The mother-of-six said she was initially told her daughter could only expect to live to be eight or 10 years old. However, more recently, Claire was told to “start looking for a caregiver” as Kaycee will “most likely outlive her”.

While figures on the number of people in the UK with Batten disease vary, the BDFA (The Batten Disease Family Association) estimate that around 11 to 17 children, young people and adults are diagnosed with some form of the disease. incurable every year.

In an effort to combat the disease, in 2017 St Helens-born Kaycee was one of the first children to receive enzyme treatment on her brain at Great Ormond Street Hospital in London, which she continued to do every two weeks since its first treatment.
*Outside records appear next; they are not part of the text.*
//! Entity builder and relation linker.
//!
//! Turns one `ok` row into a [`RecordGraph`]: one fresh record per declared
//! entity, plus every already persisted record that gained a back-link while
//! the row was linked (tags, relation-reference targets).

use indexmap::IndexMap;
use tracing::{debug, warn};

use crate::convert::{is_integer, split_tags, to_boolean, to_integer, BoolCell};
use crate::error::Result;
use crate::record::{Record, RecordId, Value};
use crate::schema::{EntityDescriptor, FieldType, FileSchema, RelationKind};
use crate::slug::{logo_path, slugify};
use crate::store::RecordStore;
use crate::tabular::ImportRow;

pub const TAG_ENTITY: &str = "Tag";
pub const SLUG_FIELD: &str = "slug";
pub const LOGO_FIELD: &str = "logoUrl";

#[derive(Debug, Clone, Default, PartialEq, Eq)]
pub struct RecordGraph {
    /// Fresh records, indexed by entity position. Index 0 is the root.
    pub records: Vec<Record>,
    /// Existing records updated with back-links, keyed by id.
    pub touched: IndexMap<RecordId, Record>,
}

impl RecordGraph {
    pub fn root(&self) -> Option<&Record> {
        self.records.first()
    }

    pub fn get(&self, position: usize) -> Option<&Record> {
        self.records.get(position)
    }

    /// Stages every record of the graph. Does not commit.
    pub fn persist<S: RecordStore + ?Sized>(&self, store: &mut S) -> Result<usize> {
        for record in self.records.iter().chain(self.touched.values()) {
            store.save(record)?;
        }
        Ok(self.records.len() + self.touched.len())
    }

    /// Finds an existing record, preferring the copy already modified by
    /// this row so successive back-links accumulate.
    fn resolve<S: RecordStore + ?Sized>(
        &mut self,
        store: &S,
        entity: &str,
        name: &str,
    ) -> Result<Option<RecordId>> {
        if let Some(record) = self
            .touched
            .values()
            .find(|record| record.entity == entity && record.name() == Some(name))
        {
            return Ok(Some(record.id));
        }
        match store.find_by_name(entity, name)? {
            Some(record) => {
                let id = record.id;
                self.touched.insert(id, record);
                Ok(Some(id))
            }
            None => Ok(None),
        }
    }

    fn back_link(&mut self, target: RecordId, collection: &str, source: RecordId) {
        if let Some(record) = self.touched.get_mut(&target) {
            record.add_link(collection, source);
        }
    }
}

pub struct EntityBuilder<'a> {
    file: &'a FileSchema,
}

impl<'a> EntityBuilder<'a> {
    pub fn new(file: &'a FileSchema) -> Self {
        Self { file }
    }

    /// Builds the linked records for `row`. Draft rows yield `None`.
    /// Unresolved tags and relation targets are left unlinked.
    pub fn build<S: RecordStore + ?Sized>(
        &self,
        row: &ImportRow,
        store: &mut S,
    ) -> Result<Option<RecordGraph>> {
        if !row.is_importable() {
            return Ok(None);
        }
        let content = row.content();
        if content.len() != self.file.field_count() {
            warn!(
                file = %self.file.key,
                line = row.line,
                expected = self.file.field_count(),
                actual = content.len(),
                "importing a row with the wrong column count"
            );
        }

        let mut graph = RecordGraph::default();
        let mut cells = content.iter().map(String::as_str);
        for entity in &self.file.entities {
            let mut record = Record::new(store.allocate_id()?, entity.name.as_str());
            for (field, field_type) in &entity.fields {
                let cell = cells.next().unwrap_or("");
                self.assign(&mut graph, &*store, row, entity, &mut record, field, field_type, cell)?;
            }
            graph.records.push(record);
        }

        self.link_relations(&mut graph);
        self.assign_slug(&mut graph, content.first().map(String::as_str).unwrap_or(""));
        debug!(
            file = %self.file.key,
            line = row.line,
            created = graph.records.len(),
            touched = graph.touched.len(),
            "row built"
        );
        Ok(Some(graph))
    }

    #[allow(clippy::too_many_arguments)]
    fn assign<S: RecordStore + ?Sized>(
        &self,
        graph: &mut RecordGraph,
        store: &S,
        row: &ImportRow,
        entity: &EntityDescriptor,
        record: &mut Record,
        field: &str,
        field_type: &FieldType,
        cell: &str,
    ) -> Result<()> {
        match field_type {
            FieldType::String => record.set_value(field, Value::Text(cell.to_string())),
            FieldType::Boolean => {
                let value = match to_boolean(cell) {
                    BoolCell::Value(flag) => Value::Bool(flag),
                    BoolCell::Unset => Value::Null,
                    BoolCell::Other(raw) => {
                        warn!(line = row.line, field, value = %raw, "not a boolean, left unset");
                        Value::Null
                    }
                };
                record.set_value(field, value);
            }
            FieldType::Integer => {
                let value = if cell.is_empty() {
                    Value::Null
                } else {
                    if !is_integer(cell) {
                        warn!(line = row.line, field, value = cell, "not an integer, coerced");
                    }
                    Value::Integer(to_integer(cell))
                };
                record.set_value(field, value);
            }
            FieldType::TagList => {
                for token in split_tags(cell) {
                    match graph.resolve(store, TAG_ENTITY, token)? {
                        Some(tag) => {
                            record.add_link(field, tag);
                            graph.back_link(tag, &entity.name, record.id);
                        }
                        None => debug!(line = row.line, tag = token, "unknown tag dropped"),
                    }
                }
            }
            FieldType::RelationReference { target, inverse } => {
                if cell.is_empty() {
                    return Ok(());
                }
                match graph.resolve(store, target, cell)? {
                    Some(found) => {
                        record.set_link(field, found);
                        graph.back_link(found, inverse, record.id);
                    }
                    None => warn!(
                        line = row.line,
                        target = %target,
                        key = cell,
                        "relation target not found, left unlinked"
                    ),
                }
            }
        }
        Ok(())
    }

    /// Links each related entity to the record at its declared source
    /// position, in both directions.
    fn link_relations(&self, graph: &mut RecordGraph) {
        for (position, entity) in self.file.entities.iter().enumerate() {
            let Some(relation) = entity.relation else {
                continue;
            };
            let (Some(owner), Some(member)) =
                (graph.records.get(relation.source), graph.records.get(position))
            else {
                continue;
            };
            let (owner_id, owner_entity) = (owner.id, owner.entity.clone());
            let member_id = member.id;
            match relation.kind {
                RelationKind::ManyToMany => {
                    graph.records[relation.source].add_link(entity.name.as_str(), member_id);
                    graph.records[position].add_link(owner_entity, owner_id);
                }
                RelationKind::OneToOne => {
                    graph.records[relation.source].set_link(entity.name.as_str(), member_id);
                    graph.records[position].set_link(owner_entity, owner_id);
                }
            }
        }
    }

    fn assign_slug(&self, graph: &mut RecordGraph, key: &str) {
        let slug = slugify(key);
        let Some(root) = graph.records.first_mut() else {
            return;
        };
        for entity in &self.file.entities {
            if entity.slug_exceptions.assign_slug {
                root.set_value(SLUG_FIELD, Value::Text(slug.clone()));
            }
            if entity.slug_exceptions.assign_logo {
                root.set_value(LOGO_FIELD, Value::Text(logo_path(&slug)));
            }
        }
    }
}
Claire says that since her daughter started receiving the treatment five and a half years ago, the results have been “absolutely brilliant”.

Claire told ECHO: “In the world of Batten disease, Kaycee shouldn’t be here right now, but she is. She’s still here, that’s how good it is.

“Kaycee was one of the first children in the UK to receive the treatment we had to fight for. We campaigned so much, we really fought for it and we won in the end, which means that now all children diagnosed with this disease will be able to get treatment immediately.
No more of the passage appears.